Exactly as they appear below, repeat the lines from the one with "pub struct SizeSummary" through the one with "pub fn gigabytes(&self)", and no others.
____
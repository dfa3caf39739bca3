//! # Transfer Pipeline
//!
//! Moves listed files one at a time from the source service into the photo
//! library.
//!
//! ## Per-item steps
//!
//! 1. Download the file in ranged chunks into `<scratch>/<name>`, reporting a
//!    percentage after every chunk
//! 2. Upload the scratch bytes and receive an upload token
//! 3. Commit the token with a single-item batch create
//! 4. Append the outcome to the report file
//! 5. Delete the scratch file
//!
//! Upload and commit failures are recorded as a failed report line and the
//! run moves on. A failed or truncated download either skips the item or
//! aborts the run, depending on [`DownloadFailurePolicy`]. Scratch and report
//! write failures always end the run. The scratch file is removed before the
//! next item starts in every case.

use crate::error::{MigrationError, Result};
use crate::progress::{ProgressEvent, ProgressObserver};
use crate::report::{ReportLine, UploadReport};
use crate::summary::SizeSummary;
use bridge_traits::error::BridgeError;
use bridge_traits::media::{MediaItemResult, MediaLibrary, NewMediaItem};
use bridge_traits::storage::{FileSystemAccess, MediaSource, RemoteFile};
use core_auth::OAuthTokens;
use core_runtime::config::{DownloadFailurePolicy, DEFAULT_CHUNK_SIZE};
use std::path::{Path, PathBuf};
use std::sync::Arc;
use tracing::{debug, info, instrument, warn};

/// Description attached to every created library item
pub const ITEM_DESCRIPTION: &str = "Uploaded from Google Drive";

/// Counters for one pipeline run
#[derive(Debug, Clone, Copy, Default, PartialEq, Eq)]
pub struct RunSummary {
    pub items_processed: usize,
    pub items_uploaded: usize,
    pub items_failed: usize,
    /// Sum of the declared sizes of every processed item
    pub total_bytes: u64,
}

impl RunSummary {
    pub fn size(&self) -> SizeSummary {
        SizeSummary::from_bytes(self.total_bytes)
    }
}

/// What happened to a single item
#[derive(Debug, Clone, Copy, PartialEq, Eq)]
pub enum ItemOutcome {
    Uploaded,
    UploadFailed,
    DownloadFailed,
}

pub struct TransferPipeline {
    source: Arc<dyn MediaSource>,
    library: Arc<dyn MediaLibrary>,
    fs: Arc<dyn FileSystemAccess>,
    report: UploadReport,
    progress: Arc<dyn ProgressObserver>,
    chunk_size: u64,
    failure_policy: DownloadFailurePolicy,
}

impl TransferPipeline {
    pub fn new(
        source: Arc<dyn MediaSource>,
        library: Arc<dyn MediaLibrary>,
        fs: Arc<dyn FileSystemAccess>,
        report: UploadReport,
        progress: Arc<dyn ProgressObserver>,
    ) -> Self {
        Self {
            source,
            library,
            fs,
            report,
            progress,
            chunk_size: DEFAULT_CHUNK_SIZE,
            failure_policy: DownloadFailurePolicy::default(),
        }
    }

    /// Bytes requested per ranged download call. Zero is bumped to one.
    pub fn with_chunk_size(mut self, chunk_size: u64) -> Self {
        self.chunk_size = chunk_size.max(1);
        self
    }

    pub fn with_failure_policy(mut self, policy: DownloadFailurePolicy) -> Self {
        self.failure_policy = policy;
        self
    }

    /// Run every item through the pipeline, in order
    ///
    /// # Errors
    ///
    /// - `Download` when a chunk fails or the content ends short of its
    ///   declared size, and the policy is `AbortRun`
    /// - `Scratch` / `Report` when the local disk cannot be used
    #[instrument(skip(self, files, tokens), fields(items = files.len()))]
    pub async fn process_all(
        &self,
        files: &[RemoteFile],
        tokens: &OAuthTokens,
    ) -> Result<RunSummary> {
        let scratch_dir = self
            .fs
            .get_scratch_directory()
            .await
            .map_err(|source| MigrationError::Scratch {
                path: PathBuf::new(),
                source,
            })?;

        let mut summary = RunSummary::default();

        for file in files {
            summary.total_bytes += file.declared_size();

            let outcome = self
                .process_one(file, &scratch_dir, &tokens.access_token)
                .await?;

            summary.items_processed += 1;
            match outcome {
                ItemOutcome::Uploaded => summary.items_uploaded += 1,
                ItemOutcome::UploadFailed | ItemOutcome::DownloadFailed => {
                    summary.items_failed += 1
                }
            }
        }

        info!(
            processed = summary.items_processed,
            uploaded = summary.items_uploaded,
            failed = summary.items_failed,
            total_bytes = summary.total_bytes,
            "Transfer pipeline finished"
        );

        Ok(summary)
    }

    #[instrument(skip(self, file, scratch_dir, access_token), fields(file_id = %file.id, name = %file.name))]
    async fn process_one(
        &self,
        file: &RemoteFile,
        scratch_dir: &Path,
        access_token: &str,
    ) -> Result<ItemOutcome> {
        let scratch_path = scratch_dir.join(scratch_file_name(file));

        match self.download(file, &scratch_path, access_token).await {
            Ok(()) => {}
            Err(err @ MigrationError::Download { .. }) => {
                self.remove_scratch(&scratch_path).await?;

                return match self.failure_policy {
                    DownloadFailurePolicy::AbortRun => Err(err),
                    DownloadFailurePolicy::SkipItem => {
                        warn!(error = %err, "Download failed, skipping item");
                        self.report
                            .append(&ReportLine::Failed {
                                name: file.name.clone(),
                            })
                            .await?;
                        Ok(ItemOutcome::DownloadFailed)
                    }
                };
            }
            // Local disk trouble ends the run whatever the policy
            Err(err) => {
                self.remove_scratch(&scratch_path).await?;
                return Err(err);
            }
        }

        let uploaded = self.upload(file, &scratch_path, access_token).await;

        let line = match uploaded {
            Ok(true) => ReportLine::Uploaded {
                name: file.name.clone(),
            },
            Ok(false) => ReportLine::Failed {
                name: file.name.clone(),
            },
            Err(err) => {
                self.remove_scratch(&scratch_path).await?;
                return Err(err);
            }
        };
        self.report.append(&line).await?;

        self.remove_scratch(&scratch_path).await?;

        Ok(match line {
            ReportLine::Uploaded { .. } => ItemOutcome::Uploaded,
            ReportLine::Failed { .. } => ItemOutcome::UploadFailed,
        })
    }

    /// Write the remote content to `path` chunk by chunk
    async fn download(&self, file: &RemoteFile, path: &Path, access_token: &str) -> Result<()> {
        let mut received: u64 = 0;

        loop {
            let chunk = self
                .source
                .download_chunk(access_token, &file.id, received, self.chunk_size)
                .await
                .map_err(|source| MigrationError::Download {
                    name: file.name.clone(),
                    source,
                })?;

            let len = chunk.data.len() as u64;
            let written = if received == 0 {
                self.fs.write_file(path, chunk.data).await
            } else {
                self.fs.append_file(path, chunk.data).await
            };
            written.map_err(|source| MigrationError::Scratch {
                path: path.to_path_buf(),
                source,
            })?;
            received += len;

            if len == 0 {
                if let Some(total) = chunk.total_size.filter(|&total| received < total) {
                    return Err(MigrationError::Download {
                        name: file.name.clone(),
                        source: BridgeError::OperationFailed(format!(
                            "Download ended after {} of {} bytes",
                            received, total
                        )),
                    });
                }
            }

            let done = len == 0
                || match chunk.total_size {
                    Some(total) => received >= total,
                    None => len < self.chunk_size,
                };

            self.progress.on_event(&ProgressEvent::Downloading {
                name: file.name.clone(),
                percent: download_percent(received, chunk.total_size, done),
            });

            if done {
                debug!(bytes = received, "Download complete");
                return Ok(());
            }
        }
    }

    /// Two-phase upload of the scratch file
    ///
    /// `Ok(false)` covers every rejection by the library. Only a local read
    /// failure is an error.
    async fn upload(&self, file: &RemoteFile, path: &Path, access_token: &str) -> Result<bool> {
        let data = self
            .fs
            .read_file(path)
            .await
            .map_err(|source| MigrationError::Scratch {
                path: path.to_path_buf(),
                source,
            })?;

        let upload_name = path
            .file_name()
            .map(|n| n.to_string_lossy().into_owned())
            .unwrap_or_else(|| file.name.clone());

        let token = match self
            .library
            .upload_bytes(access_token, &upload_name, &file.mime_type, data)
            .await
        {
            Ok(token) => token,
            Err(source) => {
                let err = MigrationError::UploadInit {
                    name: file.name.clone(),
                    source,
                };
                warn!(error = %err, "Upload init failed");
                return Ok(false);
            }
        };

        let item = NewMediaItem::new(token, file.name.clone(), ITEM_DESCRIPTION);
        match self.library.batch_create(access_token, vec![item]).await {
            Ok(results) => {
                let success = results.first().is_some_and(MediaItemResult::is_success);
                if !success {
                    warn!(
                        status = ?results.first().and_then(|r| r.status_message.as_deref()),
                        "Media item was not created"
                    );
                }
                Ok(success)
            }
            Err(e) => {
                warn!(error = %e, "batchCreate failed");
                Ok(false)
            }
        }
    }

    async fn remove_scratch(&self, path: &Path) -> Result<()> {
        let scratch_err = |source| MigrationError::Scratch {
            path: path.to_path_buf(),
            source,
        };

        if !self.fs.exists(path).await.map_err(scratch_err)? {
            return Ok(());
        }

        self.fs.delete_file(path).await.map_err(scratch_err)?;
        self.progress.on_event(&ProgressEvent::ScratchDeleted {
            path: path.to_path_buf(),
        });
        Ok(())
    }
}

/// Scratch files are named after the display name.
///
/// Only the last path component is kept so a name can't escape the scratch
/// directory. Names that leave nothing usable fall back to the file id.
fn scratch_file_name(file: &RemoteFile) -> String {
    file.name
        .rsplit(['/', '\\'])
        .next()
        .filter(|n| !n.is_empty() && *n != "." && *n != "..")
        .unwrap_or(file.id.as_str())
        .to_string()
}

/// Whole percent received, rounded down
fn download_percent(received: u64, total: Option<u64>, done: bool) -> u8 {
    match total {
        Some(total) if total > 0 => {
            let pct = (u128::from(received) * 100 / u128::from(total)).min(100);
            pct as u8
        }
        _ if done => 100,
        _ => 0,
    }
}
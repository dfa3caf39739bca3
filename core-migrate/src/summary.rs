//! Size summary printed at the end of a run.

use std::fmt;

const MIB: f64 = 1024.0 * 1024.0;
const GIB_BYTES: u64 = 1024 * 1024 * 1024;

/// Total declared size of the processed items
#[derive(Debug, Clone, Copy, PartialEq, Eq)]
pub struct SizeSummary {
    bytes: u64,
}

impl SizeSummary {
    pub fn from_bytes(bytes: u64) -> Self {
        Self { bytes }
    }

    pub fn bytes(&self) -> u64 {
        self.bytes
    }

    /// Gigabytes are only used once the total is strictly above 1 GiB.
    pub fn uses_gigabytes(&self) -> bool {
        self.bytes > GIB_BYTES
    }

    pub fn megabytes(&self) -> f64 {
        self.bytes as f64 / MIB
    }

    pub fn gigabytes(&self) -> f64 {
        self.bytes as f64 / (MIB * 1024.0)
    }
}

impl fmt::Display for SizeSummary {
    // `{:?}` on f64 prints the shortest round-trip form, so 1 MiB reads "1.0".
    fn fmt(&self, f: &mut fmt::Formatter<'_>) -> fmt::Result {
        if self.uses_gigabytes() {
            write!(f, "Total size (GB): {:?}", self.gigabytes())
        } else {
            write!(f, "Total size (MB): {:?}", self.megabytes())
        }
    }
}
____
- _RESPONSE AREA_:
pub struct SizeSummary {
    bytes: u64,
}

impl SizeSummary {
    pub fn from_bytes(bytes: u64) -> Self {
        Self { bytes }
    }

    pub fn bytes(&self) -> u64 {
        self.bytes
    }

    /// Gigabytes are only used once the total is strictly above 1 GiB.
    pub fn uses_gigabytes(&self) -> bool {
        self.bytes > GIB_BYTES
    }

    pub fn megabytes(&self) -> f64 {
        self.bytes as f64 / MIB
    }

    pub fn gigabytes(&self) -> f64 {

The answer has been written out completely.